The iPad Air is the device that all other tablets will be compared to from here on out. Even Apple’s own iPad line will be put up against this device. It will come down to a question of size and cost. In a nutshell it’s lighter and faster. I have to say I do wish they had added Touch ID. I think that was miss but the way Apple works is they will use that to sell the iPad Air 2. Below is that the interwebs are saying about the new device that comes out tomorrow.
When I first picked up the iPad Air, I noticed how light it was. I mean really light. In reality, Apple shaved about half a pound of weight off the new iPad compared to the previous generations. That may not seem like much, but when the old iPad only weighed approximately 1.5 pounds, knocking off half a pound is significant.
It’s very hard to describe how good the iPad Air feels in your hand without actually picking one up. It’s kind of like the first time you saw a Retina display for the first time—shock.
Despite its petite size and lightweight build, it doesn’t feel at all flimsy. The unibody aluminum chassis is just as solid as on older iPads. The sides have a blunter edge this time around, so you get more of a grip than the gradually sloping edges on previous models; and Apple has added chamfered, diamond-cut edges that form a boundary between the bezel and the rest of the tablet’s body, which gives it a premium look. In our experience, however, the downside to chamfered edges is that they’re often susceptible to dings and scratches.
We coached the iPad Air through some of our favorite benchmarks, along with a fourth-gen iPad running the most recent version of iOS (7.0.3). The results were quite compelling. In Sunspider 1.0.1, the old iPad took 661ms on average to complete the tests, whereas the new Air blasted through in 402ms average. That’s a greater than 50 percent improvement in Web rendering speed. (The iPhone 5S scored 417ms.) Geekbench 2 was similarly improved, 1,797 vs. 2,382 (higher is better here), and on Geekbench 3 the gap widened, 1,429 vs. 2,688. In fact, the iPad Air’s single-core score of 1,475 is higher than the dual-core score of the fourth-generation iPad.

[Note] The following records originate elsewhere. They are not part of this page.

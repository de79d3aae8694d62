// ABOUTME: Administrative command line tool for the LMS database
// ABOUTME: Lists sites, runs course sync and retraining without going through HTTP
//
// SPDX-License-Identifier: MIT OR Apache-2.0
// Copyright (c) 2025 Pierre Fitness Intelligence

//! # LMS CLI
//!
//! ```bash
//! lms-cli sites list
//! lms-cli sync --course <master-course-id> --targets <site-id>,<site-id>
//! lms-cli retrain --course <course-id> --site <site-id>
//! ```

mod commands;

use clap::{Parser, Subcommand};
use lms_server::config::{DatabaseConfig, ServerConfig};
use lms_server::database::Database;
use lms_server::errors::AppResult;
use lms_server::logging;
use lms_server::models::TenantId;
use uuid::Uuid;

#[derive(Parser)]
#[command(
    name = "lms-cli",
    about = "LMS administration tool",
    long_about = "Operate on the LMS database directly: site listing, course sync, retraining"
)]
struct Cli {
    /// Database URL override (otherwise `DATABASE_URL`)
    #[arg(long, global = true)]
    database_url: Option<String>,

    #[command(subcommand)]
    command: Command,
}

#[derive(Subcommand)]
enum Command {
    /// Site management
    Sites {
        #[command(subcommand)]
        action: SitesAction,
    },
    /// Replicate a master course from the primary site into target sites
    Sync {
        /// Master course id
        #[arg(long)]
        course: Uuid,
        /// Comma-separated target site ids
        #[arg(long, value_delimiter = ',', required = true)]
        targets: Vec<TenantId>,
    },
    /// Reset progress of every learner who completed a course
    Retrain {
        /// Course id
        #[arg(long)]
        course: Uuid,
        /// Site owning the course
        #[arg(long)]
        site: TenantId,
    },
}

#[derive(Subcommand)]
enum SitesAction {
    /// List every site
    List,
}

#[tokio::main]
async fn main() -> AppResult<()> {
    let cli = Cli::parse();

    let mut config = ServerConfig::from_env()?;
    if let Some(url) = cli.database_url {
        config.database = DatabaseConfig { url };
    }
    logging::init(&config.logging)?;

    let database = Database::new(&config.database).await?;
    database.tenants().seed_core_sites().await?;

    match cli.command {
        Command::Sites {
            action: SitesAction::List,
        } => commands::sites::list(&database).await,
        Command::Sync { course, targets } => {
            commands::sync::run(&database, config.primary_site, course, &targets).await
        }
        Command::Retrain { course, site } => commands::retrain::run(&database, site, course).await,
    }
}
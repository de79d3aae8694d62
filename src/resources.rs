// ABOUTME: Shared server resources handed to every route as axum state
// ABOUTME: Holds the database, the learning engines, the authenticator and the health checker
//
// SPDX-License-Identifier: MIT OR Apache-2.0
// Copyright (c) 2025 Pierre Fitness Intelligence

use crate::auth::{HeaderSessionAuthenticator, SessionAuthenticator};
use crate::config::ServerConfig;
use crate::database::Database;
use crate::health::HealthChecker;
use crate::learning::{
    AssessmentEngine, CertificateIssuer, CourseSyncEngine, ProgressTracker, RetrainingEngine,
};
use lms_core::models::TenantId;
use std::sync::Arc;

/// Everything a request handler needs
pub struct ServerResources {
    /// Database handle
    pub database: Database,
    /// Site that owns master courses
    pub primary_site: TenantId,
    /// Caller authentication
    pub authenticator: Arc<dyn SessionAuthenticator>,
    /// Assessment engine
    pub assessments: AssessmentEngine,
    /// Progress tracker
    pub progress: ProgressTracker,
    /// Certificate issuer
    pub certificates: CertificateIssuer,
    /// Course sync engine
    pub sync: CourseSyncEngine,
    /// Retraining engine
    pub retraining: RetrainingEngine,
    /// Health checker
    pub health: HealthChecker,
}

impl ServerResources {
    /// Build resources with the gateway header authenticator
    #[must_use]
    pub fn new(database: Database, config: &ServerConfig) -> Self {
        let authenticator = Arc::new(HeaderSessionAuthenticator::new(database.clone()));
        Self::with_authenticator(database, config.primary_site, authenticator)
    }

    /// Build resources with a custom authenticator
    #[must_use]
    pub fn with_authenticator(
        database: Database,
        primary_site: TenantId,
        authenticator: Arc<dyn SessionAuthenticator>,
    ) -> Self {
        Self {
            assessments: AssessmentEngine::new(database.clone()),
            progress: ProgressTracker::new(database.clone()),
            certificates: CertificateIssuer::new(database.clone()),
            sync: CourseSyncEngine::new(database.clone(), primary_site),
            retraining: RetrainingEngine::new(database.clone()),
            health: HealthChecker::new(database.clone()),
            authenticator,
            primary_site,
            database,
        }
    }
}
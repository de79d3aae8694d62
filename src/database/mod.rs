// ABOUTME: SQLite persistence for sites, users, courses, progress, attempts and certificates
// ABOUTME: Owns the connection pool, embedded migrations and shared row-decoding helpers
//
// SPDX-License-Identifier: MIT OR Apache-2.0
// Copyright (c) 2025 Pierre Fitness Intelligence

//! # Database
//!
//! Every tenant-owned query takes a [`TenantId`] as its first domain argument.
//! Managers expose pool-backed methods for standalone reads and writes, and
//! associated functions taking `&mut SqliteConnection` for use inside a
//! [`SqliteTransactionGuard`]. Code holding a transaction must only use the
//! transaction's connection: in-memory databases have a single connection.

/// Assessment attempt logs and assessment cycles
pub mod attempts;
/// Certificate rows and their signatory snapshots
pub mod certificates;
/// Courses with their module and lesson trees
pub mod courses;
/// User/course enrollment
pub mod enrollments;
/// Per-lesson completion rows
pub mod progress;
/// Signatory pools and course signing sets
pub mod signatories;
/// Sites (tenants)
pub mod tenants;
/// Transaction guard with rollback on drop
pub mod transactions;
/// Site users
pub mod users;

pub use attempts::{AttemptManager, AttemptSubject, CycleReason};
pub use certificates::{
    CertificateDetails, CertificateManager, CertificateRecord, CertificateRef, SignatorySnapshot,
};
pub use courses::{CourseDraft, CourseManager, CourseTree, LessonDraft, ModuleDraft};
pub use enrollments::EnrollmentManager;
pub use progress::ProgressManager;
pub use signatories::{CreateSignatoryRequest, Signatory, SignatoryManager};
pub use tenants::{Site, TenantManager};
pub use transactions::SqliteTransactionGuard;
pub use users::{CreateUserRequest, User, UserManager, UserRole};

use crate::config::DatabaseConfig;
use crate::constants::database::FILE_POOL_SIZE;
use crate::errors::{AppError, AppResult};
use chrono::{DateTime, Utc};
use lms_core::models::TenantId;
use sqlx::sqlite::{SqliteConnectOptions, SqlitePoolOptions};
use sqlx::SqlitePool;
use std::str::FromStr;
use tracing::info;
use uuid::Uuid;

/// Database handle
#[derive(Clone)]
pub struct Database {
    pool: SqlitePool,
}

impl Database {
    /// Connect and apply embedded migrations
    ///
    /// # Errors
    ///
    /// Returns an error if the URL is invalid, the connection fails, or a
    /// migration fails
    pub async fn new(config: &DatabaseConfig) -> AppResult<Self> {
        let options = SqliteConnectOptions::from_str(&config.url)
            .map_err(|e| AppError::config(format!("Invalid DATABASE_URL '{}': {e}", config.url)))?
            .create_if_missing(true)
            .foreign_keys(true);

        let pool = if config.is_in_memory() {
            // One long-lived connection so every caller sees the same database
            SqlitePoolOptions::new()
                .max_connections(1)
                .min_connections(1)
                .idle_timeout(None)
                .max_lifetime(None)
                .connect_with(options)
                .await
        } else {
            if let Some(parent) = options.get_filename().parent() {
                if !parent.as_os_str().is_empty() {
                    tokio::fs::create_dir_all(parent).await.map_err(|e| {
                        AppError::config(format!(
                            "Failed to create database directory {}: {e}",
                            parent.display()
                        ))
                    })?;
                }
            }
            SqlitePoolOptions::new()
                .max_connections(FILE_POOL_SIZE)
                .connect_with(options)
                .await
        }
        .map_err(|e| AppError::database(format!("Failed to connect to database: {e}")))?;

        sqlx::migrate!("./migrations")
            .run(&pool)
            .await
            .map_err(|e| AppError::database(format!("Database migration failed: {e}")))?;

        info!(url = %config.url, "Database ready");
        Ok(Self { pool })
    }

    /// Wrap an existing pool (migrations must already be applied)
    #[must_use]
    pub const fn from_pool(pool: SqlitePool) -> Self {
        Self { pool }
    }

    /// Underlying pool
    #[must_use]
    pub const fn pool(&self) -> &SqlitePool {
        &self.pool
    }

    /// Begin a transaction
    ///
    /// # Errors
    ///
    /// Returns an error if the transaction cannot be started
    pub async fn begin(&self) -> AppResult<SqliteTransactionGuard> {
        let tx = self
            .pool
            .begin()
            .await
            .map_err(|e| AppError::database(format!("Failed to begin transaction: {e}")))?;
        Ok(SqliteTransactionGuard::new(tx))
    }

    /// Site manager
    #[must_use]
    pub fn tenants(&self) -> TenantManager {
        TenantManager::new(self.pool.clone())
    }

    /// User manager
    #[must_use]
    pub fn users(&self) -> UserManager {
        UserManager::new(self.pool.clone())
    }

    /// Signatory manager
    #[must_use]
    pub fn signatories(&self) -> SignatoryManager {
        SignatoryManager::new(self.pool.clone())
    }

    /// Course manager
    #[must_use]
    pub fn courses(&self) -> CourseManager {
        CourseManager::new(self.pool.clone())
    }

    /// Enrollment manager
    #[must_use]
    pub fn enrollments(&self) -> EnrollmentManager {
        EnrollmentManager::new(self.pool.clone())
    }

    /// Progress manager
    #[must_use]
    pub fn progress(&self) -> ProgressManager {
        ProgressManager::new(self.pool.clone())
    }

    /// Certificate manager
    #[must_use]
    pub fn certificates(&self) -> CertificateManager {
        CertificateManager::new(self.pool.clone())
    }
}

/// Decode a UUID column
pub(crate) fn parse_uuid(raw: &str, column: &str) -> AppResult<Uuid> {
    Uuid::parse_str(raw).map_err(|e| AppError::integrity(format!("Invalid {column} '{raw}': {e}")))
}

/// Decode a tenant id column
pub(crate) fn parse_tenant(raw: &str) -> AppResult<TenantId> {
    parse_uuid(raw, "tenant_id").map(TenantId::from)
}

/// Decode an RFC 3339 timestamp column
pub(crate) fn parse_timestamp(raw: &str, column: &str) -> AppResult<DateTime<Utc>> {
    DateTime::parse_from_rfc3339(raw)
        .map(|dt| dt.with_timezone(&Utc))
        .map_err(|e| AppError::integrity(format!("Invalid {column} '{raw}': {e}")))
}

/// Decode an optional RFC 3339 timestamp column
pub(crate) fn parse_optional_timestamp(
    raw: Option<String>,
    column: &str,
) -> AppResult<Option<DateTime<Utc>>> {
    raw.map(|value| parse_timestamp(&value, column)).transpose()
}

/// Whether `err` is a unique constraint violation, optionally on a named column
pub(crate) fn is_unique_violation(err: &sqlx::Error, column: Option<&str>) -> bool {
    match err {
        sqlx::Error::Database(db) => {
            db.is_unique_violation()
                && match column {
                    Some(c) => db.message().contains(c),
                    None => true,
                }
        }
        _ => false,
    }
}
// ABOUTME: Signatory pools and course default signing sets
// ABOUTME: A site's pool is its own signatories plus the global ones (no owning site)
//
// SPDX-License-Identifier: MIT OR Apache-2.0
// Copyright (c) 2025 Pierre Fitness Intelligence

use super::{parse_tenant, parse_timestamp, parse_uuid};
use crate::errors::{AppError, AppResult};
use chrono::{DateTime, Utc};
use lms_core::models::TenantId;
use serde::{Deserialize, Serialize};
use sqlx::{sqlite::SqliteRow, Row, SqliteConnection, SqlitePool};
use std::collections::HashSet;
use tracing::info;
use uuid::Uuid;

/// A person who signs certificates
#[derive(Debug, Clone, PartialEq, Eq, Serialize)]
pub struct Signatory {
    /// Signatory identifier
    pub id: Uuid,
    /// Owning site; `None` for the global pool
    pub tenant_id: Option<TenantId>,
    /// Printed name
    pub name: String,
    /// Printed position
    pub position: String,
    /// Signature image URL in blob storage
    pub signature_url: Option<String>,
    /// Creation timestamp
    pub created_at: DateTime<Utc>,
}

/// Request to create a signatory
#[derive(Debug, Clone, Deserialize)]
pub struct CreateSignatoryRequest {
    /// Printed name
    pub name: String,
    /// Printed position
    pub position: String,
    /// Signature image URL
    #[serde(default)]
    pub signature_url: Option<String>,
    /// Add to the global pool instead of the caller's site (super admin only)
    #[serde(default)]
    pub global: bool,
}

/// Signatory database operations manager
pub struct SignatoryManager {
    pool: SqlitePool,
}

impl SignatoryManager {
    /// Create a new signatory manager
    #[must_use]
    pub const fn new(pool: SqlitePool) -> Self {
        Self { pool }
    }

    /// Create a signatory owned by `owner` (or global when `None`)
    ///
    /// # Errors
    ///
    /// Returns invalid-input for a blank name or position
    pub async fn create_signatory(
        &self,
        owner: Option<TenantId>,
        request: &CreateSignatoryRequest,
    ) -> AppResult<Signatory> {
        if request.name.trim().is_empty() {
            return Err(AppError::missing_field("name"));
        }
        if request.position.trim().is_empty() {
            return Err(AppError::missing_field("position"));
        }

        let signatory = Signatory {
            id: Uuid::new_v4(),
            tenant_id: owner,
            name: request.name.trim().to_owned(),
            position: request.position.trim().to_owned(),
            signature_url: request.signature_url.clone(),
            created_at: Utc::now(),
        };

        sqlx::query(
            r"
            INSERT INTO signatories (id, tenant_id, name, position, signature_url, created_at)
            VALUES ($1, $2, $3, $4, $5, $6)
            ",
        )
        .bind(signatory.id.to_string())
        .bind(owner.map(|t| t.to_string()))
        .bind(&signatory.name)
        .bind(&signatory.position)
        .bind(&signatory.signature_url)
        .bind(signatory.created_at.to_rfc3339())
        .execute(&self.pool)
        .await
        .map_err(|e| AppError::database(format!("Failed to create signatory: {e}")))?;

        info!(signatory_id = %signatory.id, global = owner.is_none(), "Created signatory");
        Ok(signatory)
    }

    /// Every signatory visible to a site
    ///
    /// # Errors
    ///
    /// Returns an error if a database operation fails
    pub async fn list_pool(&self, tenant_id: TenantId) -> AppResult<Vec<Signatory>> {
        let rows = sqlx::query(
            r"
            SELECT id, tenant_id, name, position, signature_url, created_at
            FROM signatories
            WHERE tenant_id = $1 OR tenant_id IS NULL
            ORDER BY name
            ",
        )
        .bind(tenant_id.to_string())
        .fetch_all(&self.pool)
        .await
        .map_err(|e| AppError::database(format!("Failed to list signatories: {e}")))?;

        rows.iter().map(row_to_signatory).collect()
    }

    /// Load `ids` from the site's pool, preserving the requested order
    ///
    /// # Errors
    ///
    /// Returns invalid-input if an id repeats or is not in the pool
    pub async fn load_from_pool(
        conn: &mut SqliteConnection,
        tenant_id: TenantId,
        ids: &[Uuid],
    ) -> AppResult<Vec<Signatory>> {
        let mut seen = HashSet::new();
        let mut signatories = Vec::with_capacity(ids.len());
        for id in ids {
            if !seen.insert(*id) {
                return Err(AppError::invalid_input(format!(
                    "Signatory {id} is listed more than once"
                )));
            }
            let row = sqlx::query(
                r"
                SELECT id, tenant_id, name, position, signature_url, created_at
                FROM signatories
                WHERE id = $1 AND (tenant_id = $2 OR tenant_id IS NULL)
                ",
            )
            .bind(id.to_string())
            .bind(tenant_id.to_string())
            .fetch_optional(&mut *conn)
            .await
            .map_err(|e| AppError::database(format!("Failed to load signatory: {e}")))?;

            let Some(row) = row else {
                return Err(AppError::invalid_input(format!(
                    "Signatory {id} is not available to this site"
                )));
            };
            signatories.push(row_to_signatory(&row)?);
        }
        Ok(signatories)
    }

    /// Default signing set of a course, in order
    ///
    /// # Errors
    ///
    /// Returns an error if a database operation fails
    pub async fn course_signatory_ids(
        conn: &mut SqliteConnection,
        course_id: Uuid,
    ) -> AppResult<Vec<Uuid>> {
        let ids: Vec<String> = sqlx::query_scalar(
            r"
            SELECT signatory_id FROM course_signatories
            WHERE course_id = $1
            ORDER BY sort_order
            ",
        )
        .bind(course_id.to_string())
        .fetch_all(&mut *conn)
        .await
        .map_err(|e| AppError::database(format!("Failed to load course signatories: {e}")))?;

        ids.iter().map(|id| parse_uuid(id, "signatory_id")).collect()
    }

    /// Replace the default signing set of a course
    ///
    /// # Errors
    ///
    /// Returns an error if a database operation fails
    pub async fn replace_course_signatories(
        conn: &mut SqliteConnection,
        course_id: Uuid,
        ids: &[Uuid],
    ) -> AppResult<()> {
        sqlx::query("DELETE FROM course_signatories WHERE course_id = $1")
            .bind(course_id.to_string())
            .execute(&mut *conn)
            .await
            .map_err(|e| AppError::database(format!("Failed to clear course signatories: {e}")))?;

        for (index, id) in ids.iter().enumerate() {
            sqlx::query(
                r"
                INSERT INTO course_signatories (course_id, signatory_id, sort_order)
                VALUES ($1, $2, $3)
                ",
            )
            .bind(course_id.to_string())
            .bind(id.to_string())
            .bind(i64::try_from(index).unwrap_or(i64::MAX))
            .execute(&mut *conn)
            .await
            .map_err(|e| AppError::database(format!("Failed to link course signatory: {e}")))?;
        }
        Ok(())
    }
}

fn row_to_signatory(row: &SqliteRow) -> AppResult<Signatory> {
    let tenant: Option<String> = row.try_get("tenant_id")?;
    Ok(Signatory {
        id: parse_uuid(&row.try_get::<String, _>("id")?, "signatory id")?,
        tenant_id: tenant.as_deref().map(parse_tenant).transpose()?,
        name: row.try_get("name")?,
        position: row.try_get("position")?,
        signature_url: row.try_get("signature_url")?,
        created_at: parse_timestamp(&row.try_get::<String, _>("created_at")?, "created_at")?,
    })
}
// ABOUTME: Route module organization for the LMS HTTP surface
// ABOUTME: Assembles learner, admin, certificate and health routes behind shared middleware
//
// SPDX-License-Identifier: MIT OR Apache-2.0
// Copyright (c) 2025 Pierre Fitness Intelligence

//! HTTP routes
//!
//! Each domain module exposes a `XRoutes::routes(resources)` constructor and
//! thin handlers that authenticate, parse, and delegate to the learning
//! engines. Request bodies are parsed from raw bytes so malformed JSON is
//! reported as a 400 with the standard error body.

/// Administrator routes
pub mod admin;
/// Certificate listing and public validation
pub mod certificates;
/// Health check routes
pub mod health;
/// Learner course, progress and assessment routes
pub mod learner;

pub use admin::AdminRoutes;
pub use certificates::CertificateRoutes;
pub use health::HealthRoutes;
pub use learner::LearnerRoutes;

use crate::auth::AuthContext;
use crate::constants::http::{MAX_BODY_BYTES, REQUEST_TIMEOUT_SECS};
use crate::errors::{AppError, AppResult};
use crate::resources::ServerResources;
use axum::body::Bytes;
use axum::extract::DefaultBodyLimit;
use axum::http::HeaderMap;
use axum::Router;
use serde::de::DeserializeOwned;
use std::str::FromStr;
use std::sync::Arc;
use std::time::Duration;
use tower_http::timeout::TimeoutLayer;
use tower_http::trace::TraceLayer;

/// Build the complete API router
pub fn api_router(resources: Arc<ServerResources>) -> Router {
    Router::new()
        .merge(HealthRoutes::routes(Arc::clone(&resources)))
        .merge(LearnerRoutes::routes(Arc::clone(&resources)))
        .merge(AdminRoutes::routes(Arc::clone(&resources)))
        .merge(CertificateRoutes::routes(resources))
        .layer(DefaultBodyLimit::max(MAX_BODY_BYTES))
        .layer(TimeoutLayer::new(Duration::from_secs(REQUEST_TIMEOUT_SECS)))
        .layer(TraceLayer::new_for_http())
}

/// Authenticate the caller through the configured authenticator
pub(crate) async fn authenticate(
    resources: &ServerResources,
    headers: &HeaderMap,
) -> AppResult<AuthContext> {
    resources.authenticator.authenticate(headers).await
}

/// Parse a JSON request body, reporting failures as invalid input
pub(crate) fn parse_body<T: DeserializeOwned>(body: &Bytes) -> AppResult<T> {
    if body.is_empty() {
        return Err(AppError::invalid_input("Request body is required"));
    }
    serde_json::from_slice(body)
        .map_err(|e| AppError::invalid_input(format!("Invalid request body: {e}")))
}

/// Parse a path or query identifier
pub(crate) fn parse_id<T: FromStr>(raw: &str, what: &str) -> AppResult<T> {
    raw.parse()
        .map_err(|_| AppError::invalid_input(format!("Invalid {what} '{raw}'")))
}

In case you’re wondering, yes, the iPad Air does get quite warm when doing this sort of number crunching. The back of the tablet feels slightly cooler at full-tilt than its finger-toasting predecessor, but there’s still plenty of heat coming off the back, reinforcement that your slinky new tablet is, indeed, working hard.
In my tests, the iPad Air far exceeded Apple’s claim of 10 hours of battery life. For over 12 hours, it played high-definition videos, nonstop, with the screen at 75% brightness, with Wi-Fi on and emails pouring in. That’s the best battery life I’ve ever recorded for any tablet.
Though many of Apple’s tools focus on photos and videos, Apple has not exactly advanced the state of the art in digital imagers. The iPad Air features Apple’s previous generation 5MP iSight camera. This means no panorama photo or slo-mo video options. The FaceTime camera, though, appears to have gotten the same update applied to the iPhone 5C: It has much better low-light performance. In FaceTime calls with my wife, she could clearly see my face, even under dim lighting.
Two Wi-Fi antennas work to deliver up to twice the speed. I downloaded the pilot episode of the “Pretty Little Liars” spinoff “Ravenswood” in less than 20 minutes. It took last fall’s model 39 minutes to do the same.
The Air sports the same screen as the old model, so it’s obvious what Apple shrunk to squeeze it into the narrower case: the borders. As with both variants of the iPad Mini, the bezels along the left- and right-hand sides of the display (when held in portrait orientation) are now slender rails. At first, that made me nervous — I worried that my palms would intrude on the screen real estate, covering vital information and possibly even triggering features which I didn’t intend to trigger. In reality, that wasn’t an issue, in part because iOS is designed to reject such accidental input.
The bezel reduction also has a major side benefit. Depending on the size of your hands, it can be much easier to reach all the keys on the on-screen keyboard as you clutch the Air in portrait mode. I typed quickly and accurately with both thumbs, a little as if it were the world’s largest BlackBerry.
The Smart Case makes the iPad Air feel quite a bit more bulky, in my opinion, and is fairly difficult to get off once its on. On the other hand, it’s definitely more protective than the Smart Case, and it’s still relatively svelte. Apple has also nailed its leather case designs in terms of putting out a product that feels very high quality, and that’s what they’ve done here, too.